**** ENTRIES PROVIDED ****

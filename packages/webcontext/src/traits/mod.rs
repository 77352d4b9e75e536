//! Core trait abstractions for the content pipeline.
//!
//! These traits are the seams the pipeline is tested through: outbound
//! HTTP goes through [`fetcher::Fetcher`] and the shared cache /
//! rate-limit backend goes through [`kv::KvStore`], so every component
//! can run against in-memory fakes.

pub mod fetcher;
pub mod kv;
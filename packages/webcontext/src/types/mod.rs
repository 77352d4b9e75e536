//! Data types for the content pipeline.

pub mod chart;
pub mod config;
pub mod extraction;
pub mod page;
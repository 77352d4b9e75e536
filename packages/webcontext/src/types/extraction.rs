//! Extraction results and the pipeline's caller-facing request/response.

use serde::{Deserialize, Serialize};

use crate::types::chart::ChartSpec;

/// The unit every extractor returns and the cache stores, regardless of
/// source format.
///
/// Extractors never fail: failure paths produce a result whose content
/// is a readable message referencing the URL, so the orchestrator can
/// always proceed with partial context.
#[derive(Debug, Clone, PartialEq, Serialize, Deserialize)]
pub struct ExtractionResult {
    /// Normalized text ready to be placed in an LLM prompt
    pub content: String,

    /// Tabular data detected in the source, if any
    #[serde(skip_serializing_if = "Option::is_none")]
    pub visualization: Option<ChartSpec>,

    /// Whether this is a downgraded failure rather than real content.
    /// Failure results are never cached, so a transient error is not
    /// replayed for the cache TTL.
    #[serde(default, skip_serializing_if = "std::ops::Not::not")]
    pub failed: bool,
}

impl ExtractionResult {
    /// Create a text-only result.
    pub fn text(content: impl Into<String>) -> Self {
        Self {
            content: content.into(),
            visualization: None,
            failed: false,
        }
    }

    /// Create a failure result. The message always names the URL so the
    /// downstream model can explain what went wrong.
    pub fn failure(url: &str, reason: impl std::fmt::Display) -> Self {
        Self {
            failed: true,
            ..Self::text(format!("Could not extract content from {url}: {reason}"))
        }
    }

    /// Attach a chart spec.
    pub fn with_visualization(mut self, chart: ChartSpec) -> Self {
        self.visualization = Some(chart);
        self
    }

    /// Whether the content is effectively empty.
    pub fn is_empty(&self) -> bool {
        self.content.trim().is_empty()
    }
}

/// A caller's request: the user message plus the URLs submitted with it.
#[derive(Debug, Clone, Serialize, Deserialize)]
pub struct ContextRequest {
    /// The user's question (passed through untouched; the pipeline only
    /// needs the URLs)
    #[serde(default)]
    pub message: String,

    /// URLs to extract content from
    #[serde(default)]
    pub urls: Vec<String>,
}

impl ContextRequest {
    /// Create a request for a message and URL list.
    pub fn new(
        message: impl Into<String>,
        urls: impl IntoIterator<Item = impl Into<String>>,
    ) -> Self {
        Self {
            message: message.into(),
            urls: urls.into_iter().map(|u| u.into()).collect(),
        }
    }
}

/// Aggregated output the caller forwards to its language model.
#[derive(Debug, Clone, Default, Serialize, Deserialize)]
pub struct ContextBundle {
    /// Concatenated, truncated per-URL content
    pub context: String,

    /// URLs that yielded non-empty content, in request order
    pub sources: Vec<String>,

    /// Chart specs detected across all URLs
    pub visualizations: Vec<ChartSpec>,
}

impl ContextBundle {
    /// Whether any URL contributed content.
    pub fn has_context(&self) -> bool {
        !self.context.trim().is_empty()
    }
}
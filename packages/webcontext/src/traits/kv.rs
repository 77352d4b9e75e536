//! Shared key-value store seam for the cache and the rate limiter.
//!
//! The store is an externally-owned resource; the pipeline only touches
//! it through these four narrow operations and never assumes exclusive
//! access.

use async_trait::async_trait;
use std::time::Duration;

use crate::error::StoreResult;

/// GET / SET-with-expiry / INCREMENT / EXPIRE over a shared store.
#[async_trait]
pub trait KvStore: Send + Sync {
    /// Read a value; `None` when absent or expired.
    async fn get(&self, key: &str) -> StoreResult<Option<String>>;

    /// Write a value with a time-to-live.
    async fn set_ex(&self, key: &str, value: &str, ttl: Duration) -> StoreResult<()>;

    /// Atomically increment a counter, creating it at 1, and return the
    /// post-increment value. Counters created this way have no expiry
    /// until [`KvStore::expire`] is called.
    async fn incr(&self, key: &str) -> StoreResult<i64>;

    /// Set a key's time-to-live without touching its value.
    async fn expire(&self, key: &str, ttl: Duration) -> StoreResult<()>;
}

****
**** ENTRIES PROVIDED ****

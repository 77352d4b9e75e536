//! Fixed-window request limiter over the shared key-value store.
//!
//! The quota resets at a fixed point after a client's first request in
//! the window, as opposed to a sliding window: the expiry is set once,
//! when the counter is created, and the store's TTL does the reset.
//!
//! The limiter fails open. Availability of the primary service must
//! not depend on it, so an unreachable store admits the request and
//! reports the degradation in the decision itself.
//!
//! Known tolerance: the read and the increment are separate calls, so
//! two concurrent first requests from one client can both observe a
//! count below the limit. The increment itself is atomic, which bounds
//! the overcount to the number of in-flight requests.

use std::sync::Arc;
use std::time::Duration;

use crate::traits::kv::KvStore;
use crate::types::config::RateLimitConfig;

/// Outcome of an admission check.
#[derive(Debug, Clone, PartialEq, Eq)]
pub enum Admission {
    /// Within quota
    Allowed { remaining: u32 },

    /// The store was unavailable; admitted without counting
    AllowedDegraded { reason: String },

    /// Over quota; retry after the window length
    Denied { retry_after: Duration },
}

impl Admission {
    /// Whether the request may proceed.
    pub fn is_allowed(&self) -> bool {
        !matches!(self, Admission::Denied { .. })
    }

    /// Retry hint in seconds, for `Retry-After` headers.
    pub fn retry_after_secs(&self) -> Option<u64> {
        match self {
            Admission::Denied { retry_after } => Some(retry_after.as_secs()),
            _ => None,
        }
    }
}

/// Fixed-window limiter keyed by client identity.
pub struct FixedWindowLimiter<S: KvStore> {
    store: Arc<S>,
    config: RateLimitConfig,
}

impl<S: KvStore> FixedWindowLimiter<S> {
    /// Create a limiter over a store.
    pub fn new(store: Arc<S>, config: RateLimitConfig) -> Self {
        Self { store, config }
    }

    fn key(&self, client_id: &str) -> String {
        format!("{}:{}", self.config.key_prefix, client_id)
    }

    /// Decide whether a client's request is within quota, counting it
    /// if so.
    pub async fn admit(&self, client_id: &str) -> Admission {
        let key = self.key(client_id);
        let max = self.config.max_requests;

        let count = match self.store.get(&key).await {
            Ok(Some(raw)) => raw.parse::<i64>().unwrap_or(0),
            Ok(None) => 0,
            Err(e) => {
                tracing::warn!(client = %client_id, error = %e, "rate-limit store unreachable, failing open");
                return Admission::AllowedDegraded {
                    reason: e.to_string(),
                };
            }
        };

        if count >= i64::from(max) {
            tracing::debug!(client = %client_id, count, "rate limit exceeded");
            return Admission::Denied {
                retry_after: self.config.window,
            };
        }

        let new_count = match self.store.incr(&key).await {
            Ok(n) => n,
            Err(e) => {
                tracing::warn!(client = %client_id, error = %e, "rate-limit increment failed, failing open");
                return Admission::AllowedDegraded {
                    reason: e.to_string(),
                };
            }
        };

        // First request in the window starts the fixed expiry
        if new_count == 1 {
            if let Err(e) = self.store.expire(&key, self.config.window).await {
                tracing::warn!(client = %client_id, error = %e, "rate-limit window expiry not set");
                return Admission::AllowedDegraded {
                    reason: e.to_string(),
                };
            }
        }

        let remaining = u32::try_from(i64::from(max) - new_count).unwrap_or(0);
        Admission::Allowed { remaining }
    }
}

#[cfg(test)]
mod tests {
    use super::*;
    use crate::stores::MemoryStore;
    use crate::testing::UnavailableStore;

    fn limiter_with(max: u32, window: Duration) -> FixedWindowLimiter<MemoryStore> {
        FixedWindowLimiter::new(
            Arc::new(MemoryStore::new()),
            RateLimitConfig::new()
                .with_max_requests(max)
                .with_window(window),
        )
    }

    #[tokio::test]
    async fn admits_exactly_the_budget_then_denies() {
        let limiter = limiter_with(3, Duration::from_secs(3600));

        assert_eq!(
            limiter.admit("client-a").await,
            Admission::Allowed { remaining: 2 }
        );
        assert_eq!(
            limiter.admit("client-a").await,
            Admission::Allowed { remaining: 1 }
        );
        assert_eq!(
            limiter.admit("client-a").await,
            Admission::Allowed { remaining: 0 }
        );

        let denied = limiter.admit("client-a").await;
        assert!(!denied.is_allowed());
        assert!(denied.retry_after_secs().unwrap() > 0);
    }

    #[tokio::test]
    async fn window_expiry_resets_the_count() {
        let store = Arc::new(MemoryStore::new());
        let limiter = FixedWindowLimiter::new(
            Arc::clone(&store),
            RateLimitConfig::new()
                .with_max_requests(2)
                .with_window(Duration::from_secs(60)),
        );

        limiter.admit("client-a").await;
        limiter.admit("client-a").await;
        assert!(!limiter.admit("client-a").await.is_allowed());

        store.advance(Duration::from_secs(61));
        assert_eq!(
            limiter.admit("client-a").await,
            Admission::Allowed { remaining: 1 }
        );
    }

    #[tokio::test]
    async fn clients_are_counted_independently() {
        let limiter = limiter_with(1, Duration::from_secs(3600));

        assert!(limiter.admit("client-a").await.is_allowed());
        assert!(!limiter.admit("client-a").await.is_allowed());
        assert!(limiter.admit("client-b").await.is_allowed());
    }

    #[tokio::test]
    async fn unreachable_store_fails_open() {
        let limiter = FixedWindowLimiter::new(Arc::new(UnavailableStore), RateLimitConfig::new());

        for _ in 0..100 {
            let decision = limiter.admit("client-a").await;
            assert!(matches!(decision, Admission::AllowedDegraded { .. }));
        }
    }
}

****
**** ENTRIES PROVIDED ****

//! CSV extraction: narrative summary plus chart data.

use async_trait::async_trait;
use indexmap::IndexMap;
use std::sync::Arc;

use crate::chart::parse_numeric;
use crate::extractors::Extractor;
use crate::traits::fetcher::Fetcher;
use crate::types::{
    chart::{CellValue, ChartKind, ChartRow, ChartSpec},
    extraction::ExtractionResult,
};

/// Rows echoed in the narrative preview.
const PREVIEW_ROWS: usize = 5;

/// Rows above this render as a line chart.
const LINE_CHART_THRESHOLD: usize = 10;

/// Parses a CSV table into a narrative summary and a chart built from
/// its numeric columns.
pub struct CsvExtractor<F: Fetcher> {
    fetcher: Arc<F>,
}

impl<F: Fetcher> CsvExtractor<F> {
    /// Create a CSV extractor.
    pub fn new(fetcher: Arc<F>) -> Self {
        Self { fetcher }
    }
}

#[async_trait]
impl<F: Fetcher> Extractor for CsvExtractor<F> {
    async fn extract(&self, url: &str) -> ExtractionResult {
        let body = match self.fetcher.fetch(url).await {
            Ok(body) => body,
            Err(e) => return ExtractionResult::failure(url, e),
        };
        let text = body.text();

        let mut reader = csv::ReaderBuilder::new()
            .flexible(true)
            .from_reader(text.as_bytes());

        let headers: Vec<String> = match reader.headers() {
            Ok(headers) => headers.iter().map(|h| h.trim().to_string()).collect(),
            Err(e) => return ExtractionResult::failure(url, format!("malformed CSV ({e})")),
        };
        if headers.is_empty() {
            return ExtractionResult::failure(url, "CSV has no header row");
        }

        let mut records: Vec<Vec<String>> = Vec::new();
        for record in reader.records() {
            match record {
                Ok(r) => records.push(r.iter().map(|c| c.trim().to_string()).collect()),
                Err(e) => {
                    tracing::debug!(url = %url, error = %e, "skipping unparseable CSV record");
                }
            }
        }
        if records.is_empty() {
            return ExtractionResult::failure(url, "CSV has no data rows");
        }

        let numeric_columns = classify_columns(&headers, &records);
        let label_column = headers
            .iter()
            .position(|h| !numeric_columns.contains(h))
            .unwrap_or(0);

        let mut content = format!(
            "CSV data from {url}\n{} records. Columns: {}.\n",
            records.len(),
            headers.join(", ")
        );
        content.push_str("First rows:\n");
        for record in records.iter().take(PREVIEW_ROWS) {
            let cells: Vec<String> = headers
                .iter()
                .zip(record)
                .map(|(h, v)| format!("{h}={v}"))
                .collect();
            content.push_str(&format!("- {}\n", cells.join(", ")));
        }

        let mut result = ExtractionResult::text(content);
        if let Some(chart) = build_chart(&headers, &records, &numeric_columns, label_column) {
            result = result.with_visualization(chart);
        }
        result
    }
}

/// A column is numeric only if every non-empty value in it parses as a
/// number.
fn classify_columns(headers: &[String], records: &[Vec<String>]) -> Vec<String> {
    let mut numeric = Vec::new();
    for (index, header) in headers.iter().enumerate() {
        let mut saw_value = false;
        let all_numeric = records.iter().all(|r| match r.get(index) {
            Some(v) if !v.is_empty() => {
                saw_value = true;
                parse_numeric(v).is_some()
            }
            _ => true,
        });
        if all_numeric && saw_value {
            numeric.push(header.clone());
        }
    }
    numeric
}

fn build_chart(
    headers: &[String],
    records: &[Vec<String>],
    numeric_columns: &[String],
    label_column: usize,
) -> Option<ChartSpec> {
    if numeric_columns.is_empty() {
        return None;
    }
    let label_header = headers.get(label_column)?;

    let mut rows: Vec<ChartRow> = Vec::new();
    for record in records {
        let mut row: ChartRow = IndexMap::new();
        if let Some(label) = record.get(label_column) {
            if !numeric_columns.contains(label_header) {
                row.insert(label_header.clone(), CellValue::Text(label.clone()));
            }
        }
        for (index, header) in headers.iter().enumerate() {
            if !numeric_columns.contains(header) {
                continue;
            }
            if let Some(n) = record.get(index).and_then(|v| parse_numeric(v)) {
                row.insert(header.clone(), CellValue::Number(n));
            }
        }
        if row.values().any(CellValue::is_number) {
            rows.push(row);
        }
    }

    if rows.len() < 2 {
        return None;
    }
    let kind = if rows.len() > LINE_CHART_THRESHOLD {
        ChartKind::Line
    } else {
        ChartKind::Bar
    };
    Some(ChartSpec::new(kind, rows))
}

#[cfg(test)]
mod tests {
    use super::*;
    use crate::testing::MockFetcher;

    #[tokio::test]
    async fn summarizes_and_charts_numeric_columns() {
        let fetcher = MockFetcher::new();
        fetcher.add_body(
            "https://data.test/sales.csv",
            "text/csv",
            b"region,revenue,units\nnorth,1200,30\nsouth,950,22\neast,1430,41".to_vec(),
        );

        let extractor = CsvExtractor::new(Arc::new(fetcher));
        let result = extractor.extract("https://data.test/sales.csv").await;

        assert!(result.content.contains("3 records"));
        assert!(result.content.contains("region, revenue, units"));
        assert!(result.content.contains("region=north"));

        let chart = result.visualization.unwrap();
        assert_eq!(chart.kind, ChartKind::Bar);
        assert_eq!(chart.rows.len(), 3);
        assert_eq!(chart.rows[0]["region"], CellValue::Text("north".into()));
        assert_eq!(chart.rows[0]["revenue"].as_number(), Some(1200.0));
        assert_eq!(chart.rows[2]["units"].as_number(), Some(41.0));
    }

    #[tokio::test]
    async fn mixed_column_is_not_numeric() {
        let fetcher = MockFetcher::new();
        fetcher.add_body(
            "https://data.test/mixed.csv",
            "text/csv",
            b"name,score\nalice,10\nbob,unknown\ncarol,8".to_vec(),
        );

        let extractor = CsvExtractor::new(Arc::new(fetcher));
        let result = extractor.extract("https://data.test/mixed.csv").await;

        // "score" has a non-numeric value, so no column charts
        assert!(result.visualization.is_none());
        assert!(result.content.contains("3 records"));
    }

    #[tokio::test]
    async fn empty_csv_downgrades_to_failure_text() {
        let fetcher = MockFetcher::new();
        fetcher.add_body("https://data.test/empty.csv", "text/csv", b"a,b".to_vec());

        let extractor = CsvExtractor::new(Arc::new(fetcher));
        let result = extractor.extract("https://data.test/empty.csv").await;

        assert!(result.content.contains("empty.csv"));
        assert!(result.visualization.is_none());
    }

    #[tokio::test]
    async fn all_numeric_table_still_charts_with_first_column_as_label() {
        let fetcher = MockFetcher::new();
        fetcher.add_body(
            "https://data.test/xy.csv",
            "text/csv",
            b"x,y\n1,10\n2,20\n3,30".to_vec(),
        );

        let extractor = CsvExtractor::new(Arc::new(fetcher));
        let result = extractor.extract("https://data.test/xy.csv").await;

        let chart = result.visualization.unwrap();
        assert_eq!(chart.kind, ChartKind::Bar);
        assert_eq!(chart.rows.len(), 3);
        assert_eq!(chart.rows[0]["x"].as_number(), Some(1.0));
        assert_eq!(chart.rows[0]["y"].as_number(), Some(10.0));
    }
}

****

• [WORK ITEM]
Among the records above, only the lines between the line holding "its language model." and the line holding "in request order", inclusive, are to be output, exactly as written.

• [COMPLETED TASK]
/// Aggregated output the caller forwards to its language model.
#[derive(Debug, Clone, Default, Serialize, Deserialize)]
pub struct ContextBundle {
    /// Concatenated, truncated per-URL content
    pub context: String,

    /// URLs that yielded non-empty content, in request order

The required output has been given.